» Exercise brief
Can you quote, word for word, every line from the first line of the records below through the line containing "self.anim.set_moving(true, &mut self.sprite);", and nothing else?

(Records excerpted from a collection)

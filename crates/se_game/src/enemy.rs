//! Enemies patrol horizontally between two bounds, always animating.

use std::sync::Arc;

use glam::Vec2;
use se_core::animation::AnimationController;

use crate::config::EnemyConfig;
use crate::sprite::{Animated, ImageCatalog, Positioned, Sprite};

#[derive(Debug, Clone)]
pub struct Enemy {
    pub sprite: Sprite,
    pub anim: AnimationController,
    pub left_limit: f32,
    pub right_limit: f32,
    pub speed: f32,
    /// +1 moving right, -1 moving left.
    pub direction: f32,
}

impl Enemy {
    pub fn new(config: &EnemyConfig, catalog: Arc<ImageCatalog>) -> Self {
        let idle_frames = config.idle_frames();
        let mut sprite = Sprite::new(
            catalog,
            &idle_frames[0],
            Vec2::new(config.x, config.y),
            Vec2::from(config.fallback_size),
        );
        let anim = AnimationController::new(
            idle_frames,
            config.move_frames(),
            config.idle_fps,
            config.move_fps,
            &mut sprite,
        );
        Self {
            sprite,
            anim,
            left_limit: config.left_limit,
            right_limit: config.right_limit,
            speed: config.speed,
            direction: 1.0,
        }
    }

    pub fn update(&mut self, dt: f32) {
        self.anim.set_moving(true, &mut self.sprite);

        let x = &mut self.sprite.pos.x;
        *x += self.direction * self.speed * dt;
        if *x <= self.left_limit {
            *x = self.left_limit;
            self.direction = 1.0;
        } else if *x >= self.right_limit {
            *x = self.right_limit;
            self.direction = -1.0;
        }

        self.anim.advance(dt, &mut self.sprite);
    }
}

impl Positioned for Enemy {
    fn sprite(&self) -> &Sprite {
        &self.sprite
    }
}

impl Animated for Enemy {
    fn animation(&self) -> &AnimationController {
        &self.anim
    }
}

» Answer for the task
filename crates/se_game/src/enemy.rs
//! Enemies patrol horizontally between two bounds, always animating.

use std::sync::Arc;

use glam::Vec2;
use se_core::animation::AnimationController;

use crate::config::EnemyConfig;
use crate::sprite::{Animated, ImageCatalog, Positioned, Sprite};

#[derive(Debug, Clone)]
pub struct Enemy {
    pub sprite: Sprite,
    pub anim: AnimationController,
    pub left_limit: f32,
    pub right_limit: f32,
    pub speed: f32,
    /// +1 moving right, -1 moving left.
    pub direction: f32,
}

impl Enemy {
    pub fn new(config: &EnemyConfig, catalog: Arc<ImageCatalog>) -> Self {
        let idle_frames = config.idle_frames();
        let mut sprite = Sprite::new(
            catalog,
            &idle_frames[0],
            Vec2::new(config.x, config.y),
            Vec2::from(config.fallback_size),
        );
        let anim = AnimationController::new(
            idle_frames,
            config.move_frames(),
            config.idle_fps,
            config.move_fps,
            &mut sprite,
        );
        Self {
            sprite,
            anim,
            left_limit: config.left_limit,
            right_limit: config.right_limit,
            speed: config.speed,
            direction: 1.0,
        }
    }

    pub fn update(&mut self, dt: f32) {
        self.anim.set_moving(true, &mut self.sprite);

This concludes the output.